> _Exercise brief_: Count the lines below that contain "crate". Give only the number.

> _Data provided_:
====================

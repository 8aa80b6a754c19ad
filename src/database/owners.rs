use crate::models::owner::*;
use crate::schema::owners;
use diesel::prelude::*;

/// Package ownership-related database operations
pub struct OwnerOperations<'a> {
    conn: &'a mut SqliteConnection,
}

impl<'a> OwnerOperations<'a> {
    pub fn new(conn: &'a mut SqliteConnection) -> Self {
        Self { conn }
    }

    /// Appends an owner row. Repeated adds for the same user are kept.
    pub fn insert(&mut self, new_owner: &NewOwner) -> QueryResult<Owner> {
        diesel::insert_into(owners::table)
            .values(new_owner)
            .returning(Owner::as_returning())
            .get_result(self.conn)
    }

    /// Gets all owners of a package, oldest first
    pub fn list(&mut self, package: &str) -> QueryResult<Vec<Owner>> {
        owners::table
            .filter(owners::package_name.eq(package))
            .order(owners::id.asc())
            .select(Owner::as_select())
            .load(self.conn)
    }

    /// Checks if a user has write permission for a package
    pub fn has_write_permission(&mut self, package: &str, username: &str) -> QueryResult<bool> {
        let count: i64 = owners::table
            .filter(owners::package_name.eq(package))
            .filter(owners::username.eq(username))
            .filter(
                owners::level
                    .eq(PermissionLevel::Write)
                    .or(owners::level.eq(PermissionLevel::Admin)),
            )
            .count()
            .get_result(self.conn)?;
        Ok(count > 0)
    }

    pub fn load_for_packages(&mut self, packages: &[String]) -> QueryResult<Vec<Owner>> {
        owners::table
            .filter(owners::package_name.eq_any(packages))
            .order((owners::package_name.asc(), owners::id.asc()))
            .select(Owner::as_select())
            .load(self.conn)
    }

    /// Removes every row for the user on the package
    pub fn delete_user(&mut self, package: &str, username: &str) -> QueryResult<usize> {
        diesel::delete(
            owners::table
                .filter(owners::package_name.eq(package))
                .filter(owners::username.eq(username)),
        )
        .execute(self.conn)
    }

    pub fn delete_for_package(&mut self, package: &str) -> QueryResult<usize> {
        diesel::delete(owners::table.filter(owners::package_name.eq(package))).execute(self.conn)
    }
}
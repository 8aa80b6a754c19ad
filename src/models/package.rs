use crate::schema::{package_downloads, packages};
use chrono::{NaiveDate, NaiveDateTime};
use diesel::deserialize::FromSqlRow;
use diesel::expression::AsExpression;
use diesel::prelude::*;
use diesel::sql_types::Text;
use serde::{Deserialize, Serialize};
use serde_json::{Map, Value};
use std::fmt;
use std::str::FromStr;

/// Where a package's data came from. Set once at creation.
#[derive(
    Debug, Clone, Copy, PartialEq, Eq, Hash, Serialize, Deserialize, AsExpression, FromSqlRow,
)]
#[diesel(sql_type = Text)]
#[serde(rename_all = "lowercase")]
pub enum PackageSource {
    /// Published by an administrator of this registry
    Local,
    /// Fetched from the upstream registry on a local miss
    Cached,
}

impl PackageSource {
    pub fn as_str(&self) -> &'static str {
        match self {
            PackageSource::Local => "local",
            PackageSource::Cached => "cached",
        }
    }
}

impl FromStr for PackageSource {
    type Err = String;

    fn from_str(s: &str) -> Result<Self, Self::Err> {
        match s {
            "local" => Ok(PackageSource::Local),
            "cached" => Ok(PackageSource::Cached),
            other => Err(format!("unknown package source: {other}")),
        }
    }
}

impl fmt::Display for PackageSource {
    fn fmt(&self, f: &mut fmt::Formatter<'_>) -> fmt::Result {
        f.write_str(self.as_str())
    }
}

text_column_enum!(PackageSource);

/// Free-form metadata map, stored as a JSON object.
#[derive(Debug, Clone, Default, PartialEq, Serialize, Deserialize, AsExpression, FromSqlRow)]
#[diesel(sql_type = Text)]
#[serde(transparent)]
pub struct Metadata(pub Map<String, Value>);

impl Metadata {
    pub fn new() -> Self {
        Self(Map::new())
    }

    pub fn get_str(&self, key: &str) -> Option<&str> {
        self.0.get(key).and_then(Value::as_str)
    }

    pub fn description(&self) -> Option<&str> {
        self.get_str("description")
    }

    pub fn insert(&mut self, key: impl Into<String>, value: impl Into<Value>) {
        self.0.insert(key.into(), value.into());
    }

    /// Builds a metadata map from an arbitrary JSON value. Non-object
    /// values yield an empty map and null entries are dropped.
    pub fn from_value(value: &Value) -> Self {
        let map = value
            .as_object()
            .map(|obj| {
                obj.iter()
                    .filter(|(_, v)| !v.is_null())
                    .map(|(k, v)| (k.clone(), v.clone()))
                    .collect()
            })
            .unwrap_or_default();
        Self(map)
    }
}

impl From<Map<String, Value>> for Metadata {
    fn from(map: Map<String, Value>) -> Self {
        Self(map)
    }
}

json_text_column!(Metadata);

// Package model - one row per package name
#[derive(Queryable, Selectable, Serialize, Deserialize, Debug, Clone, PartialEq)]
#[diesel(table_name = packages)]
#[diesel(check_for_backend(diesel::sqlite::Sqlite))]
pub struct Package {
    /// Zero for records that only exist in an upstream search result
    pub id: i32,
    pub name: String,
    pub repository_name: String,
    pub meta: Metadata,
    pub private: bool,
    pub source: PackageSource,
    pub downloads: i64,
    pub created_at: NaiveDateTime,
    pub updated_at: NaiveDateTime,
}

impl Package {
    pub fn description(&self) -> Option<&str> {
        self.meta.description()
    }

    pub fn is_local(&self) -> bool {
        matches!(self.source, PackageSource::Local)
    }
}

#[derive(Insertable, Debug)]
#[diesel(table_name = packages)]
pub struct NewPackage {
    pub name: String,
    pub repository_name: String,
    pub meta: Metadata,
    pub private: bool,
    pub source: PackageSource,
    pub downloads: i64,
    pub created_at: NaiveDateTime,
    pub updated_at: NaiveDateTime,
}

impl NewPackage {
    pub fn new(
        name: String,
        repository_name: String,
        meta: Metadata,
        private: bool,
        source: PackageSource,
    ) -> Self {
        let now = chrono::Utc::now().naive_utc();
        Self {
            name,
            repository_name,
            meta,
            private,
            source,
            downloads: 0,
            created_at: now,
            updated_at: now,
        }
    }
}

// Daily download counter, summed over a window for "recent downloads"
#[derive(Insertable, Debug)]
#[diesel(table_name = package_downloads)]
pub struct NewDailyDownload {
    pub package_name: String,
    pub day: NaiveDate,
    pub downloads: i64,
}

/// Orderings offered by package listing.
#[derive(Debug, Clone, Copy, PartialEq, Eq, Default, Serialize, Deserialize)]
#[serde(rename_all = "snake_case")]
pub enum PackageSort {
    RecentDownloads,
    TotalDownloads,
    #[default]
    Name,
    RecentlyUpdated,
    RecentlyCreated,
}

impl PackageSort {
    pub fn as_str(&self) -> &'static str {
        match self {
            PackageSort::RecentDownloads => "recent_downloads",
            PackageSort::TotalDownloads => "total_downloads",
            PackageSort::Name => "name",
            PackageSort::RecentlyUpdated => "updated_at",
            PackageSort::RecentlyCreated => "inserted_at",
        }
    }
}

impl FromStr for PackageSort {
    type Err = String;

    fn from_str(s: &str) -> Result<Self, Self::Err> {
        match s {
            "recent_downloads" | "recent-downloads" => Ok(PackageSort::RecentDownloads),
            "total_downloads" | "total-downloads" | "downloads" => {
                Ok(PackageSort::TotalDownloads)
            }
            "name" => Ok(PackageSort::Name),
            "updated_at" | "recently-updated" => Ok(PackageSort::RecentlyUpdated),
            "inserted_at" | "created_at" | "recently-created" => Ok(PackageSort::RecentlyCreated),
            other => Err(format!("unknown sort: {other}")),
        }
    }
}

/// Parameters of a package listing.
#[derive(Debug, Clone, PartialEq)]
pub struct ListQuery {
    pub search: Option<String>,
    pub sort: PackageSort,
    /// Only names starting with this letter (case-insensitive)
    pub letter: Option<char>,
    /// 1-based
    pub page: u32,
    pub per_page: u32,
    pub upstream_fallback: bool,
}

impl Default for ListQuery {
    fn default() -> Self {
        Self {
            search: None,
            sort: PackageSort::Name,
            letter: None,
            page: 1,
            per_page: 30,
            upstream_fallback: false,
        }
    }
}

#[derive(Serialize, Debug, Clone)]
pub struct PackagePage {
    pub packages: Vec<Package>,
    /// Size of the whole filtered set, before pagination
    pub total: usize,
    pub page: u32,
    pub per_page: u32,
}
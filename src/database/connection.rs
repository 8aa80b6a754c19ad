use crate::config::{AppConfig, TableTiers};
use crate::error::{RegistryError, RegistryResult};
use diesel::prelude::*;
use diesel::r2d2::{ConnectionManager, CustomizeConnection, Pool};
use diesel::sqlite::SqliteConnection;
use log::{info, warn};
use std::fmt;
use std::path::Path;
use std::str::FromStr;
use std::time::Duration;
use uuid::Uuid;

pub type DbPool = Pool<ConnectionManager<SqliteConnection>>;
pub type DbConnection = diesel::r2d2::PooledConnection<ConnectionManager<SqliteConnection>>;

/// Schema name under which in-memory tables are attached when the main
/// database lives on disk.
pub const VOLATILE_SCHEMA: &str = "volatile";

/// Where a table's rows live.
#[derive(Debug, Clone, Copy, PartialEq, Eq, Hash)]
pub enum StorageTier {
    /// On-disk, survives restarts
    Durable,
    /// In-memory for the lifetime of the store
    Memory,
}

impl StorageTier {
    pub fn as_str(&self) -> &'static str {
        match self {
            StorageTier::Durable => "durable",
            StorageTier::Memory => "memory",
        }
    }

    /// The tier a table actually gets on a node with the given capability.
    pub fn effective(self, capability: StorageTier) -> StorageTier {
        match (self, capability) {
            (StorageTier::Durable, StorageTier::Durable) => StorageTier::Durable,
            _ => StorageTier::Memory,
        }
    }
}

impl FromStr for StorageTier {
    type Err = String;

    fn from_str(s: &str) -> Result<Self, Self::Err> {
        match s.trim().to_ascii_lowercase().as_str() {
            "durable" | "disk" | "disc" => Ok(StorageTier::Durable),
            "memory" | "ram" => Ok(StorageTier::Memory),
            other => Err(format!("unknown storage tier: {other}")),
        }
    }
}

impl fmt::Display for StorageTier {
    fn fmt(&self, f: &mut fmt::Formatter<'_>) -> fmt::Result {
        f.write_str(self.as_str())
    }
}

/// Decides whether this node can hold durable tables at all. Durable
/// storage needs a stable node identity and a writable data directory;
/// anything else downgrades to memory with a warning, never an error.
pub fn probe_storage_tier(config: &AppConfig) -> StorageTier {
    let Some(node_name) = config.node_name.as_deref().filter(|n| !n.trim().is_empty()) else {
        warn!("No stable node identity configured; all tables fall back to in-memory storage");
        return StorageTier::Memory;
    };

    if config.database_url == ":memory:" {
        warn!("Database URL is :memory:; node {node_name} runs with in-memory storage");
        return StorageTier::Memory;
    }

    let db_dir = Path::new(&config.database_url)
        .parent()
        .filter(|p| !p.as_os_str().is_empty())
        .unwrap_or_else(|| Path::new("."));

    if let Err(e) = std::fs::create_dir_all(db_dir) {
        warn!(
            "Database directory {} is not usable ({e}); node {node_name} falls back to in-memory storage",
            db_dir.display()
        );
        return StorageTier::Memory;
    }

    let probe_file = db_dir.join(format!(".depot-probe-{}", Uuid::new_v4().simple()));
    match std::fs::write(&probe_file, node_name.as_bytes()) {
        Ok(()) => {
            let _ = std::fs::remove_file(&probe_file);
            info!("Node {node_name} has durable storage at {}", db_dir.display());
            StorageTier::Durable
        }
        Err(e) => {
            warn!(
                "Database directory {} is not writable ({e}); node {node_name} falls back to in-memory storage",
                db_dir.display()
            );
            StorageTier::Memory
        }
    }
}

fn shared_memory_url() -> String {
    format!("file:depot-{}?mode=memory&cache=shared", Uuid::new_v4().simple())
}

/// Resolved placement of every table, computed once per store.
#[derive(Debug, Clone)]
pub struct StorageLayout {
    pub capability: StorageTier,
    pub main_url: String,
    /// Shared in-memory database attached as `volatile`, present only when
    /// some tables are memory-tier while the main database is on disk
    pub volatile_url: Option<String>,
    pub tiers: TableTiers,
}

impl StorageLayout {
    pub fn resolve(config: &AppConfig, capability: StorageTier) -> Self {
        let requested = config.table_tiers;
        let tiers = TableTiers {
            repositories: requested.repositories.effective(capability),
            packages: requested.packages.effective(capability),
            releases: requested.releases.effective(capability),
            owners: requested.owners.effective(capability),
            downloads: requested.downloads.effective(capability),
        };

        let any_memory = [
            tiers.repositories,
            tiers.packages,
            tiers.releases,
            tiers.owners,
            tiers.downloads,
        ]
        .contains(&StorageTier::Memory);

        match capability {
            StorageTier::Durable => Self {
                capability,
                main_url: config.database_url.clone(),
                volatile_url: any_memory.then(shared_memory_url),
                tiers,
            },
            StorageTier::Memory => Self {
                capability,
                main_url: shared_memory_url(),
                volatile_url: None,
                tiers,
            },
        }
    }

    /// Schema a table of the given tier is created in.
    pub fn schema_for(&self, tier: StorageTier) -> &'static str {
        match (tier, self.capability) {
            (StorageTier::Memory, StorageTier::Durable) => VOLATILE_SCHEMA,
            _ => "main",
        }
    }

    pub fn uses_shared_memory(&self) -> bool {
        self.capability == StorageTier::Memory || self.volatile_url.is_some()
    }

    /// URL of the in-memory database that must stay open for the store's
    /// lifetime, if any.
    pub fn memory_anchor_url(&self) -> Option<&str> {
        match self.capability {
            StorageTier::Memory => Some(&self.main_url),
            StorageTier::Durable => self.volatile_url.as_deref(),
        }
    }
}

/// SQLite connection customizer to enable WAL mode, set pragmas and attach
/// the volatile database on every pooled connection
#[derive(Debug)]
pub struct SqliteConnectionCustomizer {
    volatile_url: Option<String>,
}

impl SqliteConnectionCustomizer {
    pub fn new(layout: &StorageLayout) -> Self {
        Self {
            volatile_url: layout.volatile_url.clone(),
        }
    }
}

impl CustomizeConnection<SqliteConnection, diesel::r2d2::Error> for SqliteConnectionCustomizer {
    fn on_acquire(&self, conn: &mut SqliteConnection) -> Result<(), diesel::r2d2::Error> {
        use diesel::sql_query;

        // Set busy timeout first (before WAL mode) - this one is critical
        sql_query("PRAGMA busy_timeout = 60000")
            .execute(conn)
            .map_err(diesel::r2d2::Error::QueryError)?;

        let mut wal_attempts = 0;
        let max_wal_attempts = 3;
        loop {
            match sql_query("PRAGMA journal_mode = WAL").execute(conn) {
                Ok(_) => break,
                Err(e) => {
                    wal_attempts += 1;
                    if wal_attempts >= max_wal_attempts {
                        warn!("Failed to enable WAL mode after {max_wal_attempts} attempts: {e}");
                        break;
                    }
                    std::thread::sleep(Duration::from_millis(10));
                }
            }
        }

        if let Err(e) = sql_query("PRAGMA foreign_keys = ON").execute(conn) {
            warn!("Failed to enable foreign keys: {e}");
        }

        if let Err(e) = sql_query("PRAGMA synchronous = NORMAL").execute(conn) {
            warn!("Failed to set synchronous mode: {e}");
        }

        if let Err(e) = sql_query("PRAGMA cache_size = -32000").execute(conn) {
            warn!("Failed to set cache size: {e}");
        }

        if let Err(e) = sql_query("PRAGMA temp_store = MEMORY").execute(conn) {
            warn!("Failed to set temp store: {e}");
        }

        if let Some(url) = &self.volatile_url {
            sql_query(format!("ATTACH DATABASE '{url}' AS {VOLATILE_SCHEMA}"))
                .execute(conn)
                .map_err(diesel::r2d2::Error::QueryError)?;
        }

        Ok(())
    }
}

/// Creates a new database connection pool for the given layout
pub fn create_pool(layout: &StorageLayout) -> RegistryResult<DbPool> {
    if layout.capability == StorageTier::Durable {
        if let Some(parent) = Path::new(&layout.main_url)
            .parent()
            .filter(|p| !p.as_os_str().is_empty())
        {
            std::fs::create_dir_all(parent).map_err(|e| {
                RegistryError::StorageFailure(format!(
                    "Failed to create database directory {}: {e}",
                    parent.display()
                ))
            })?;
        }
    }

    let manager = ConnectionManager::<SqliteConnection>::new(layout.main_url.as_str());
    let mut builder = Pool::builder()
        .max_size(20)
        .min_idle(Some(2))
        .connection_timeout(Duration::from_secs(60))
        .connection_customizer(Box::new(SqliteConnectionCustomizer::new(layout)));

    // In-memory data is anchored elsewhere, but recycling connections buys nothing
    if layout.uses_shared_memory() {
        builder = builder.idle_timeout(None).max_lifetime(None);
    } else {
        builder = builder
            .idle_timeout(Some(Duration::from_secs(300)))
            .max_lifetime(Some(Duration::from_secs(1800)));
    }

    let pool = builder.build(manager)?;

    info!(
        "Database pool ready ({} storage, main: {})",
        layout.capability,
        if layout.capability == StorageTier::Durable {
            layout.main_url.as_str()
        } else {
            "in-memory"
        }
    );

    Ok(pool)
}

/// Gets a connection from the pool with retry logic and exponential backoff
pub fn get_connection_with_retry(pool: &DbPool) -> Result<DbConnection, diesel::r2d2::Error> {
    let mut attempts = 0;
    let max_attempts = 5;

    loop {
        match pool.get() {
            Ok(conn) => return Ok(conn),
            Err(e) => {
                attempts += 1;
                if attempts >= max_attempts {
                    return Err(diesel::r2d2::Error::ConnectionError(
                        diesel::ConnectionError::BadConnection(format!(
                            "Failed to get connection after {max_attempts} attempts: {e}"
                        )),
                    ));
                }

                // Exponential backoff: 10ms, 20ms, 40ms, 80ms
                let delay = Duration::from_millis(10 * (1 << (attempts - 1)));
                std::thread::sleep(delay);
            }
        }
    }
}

====================

> _Task response_: 5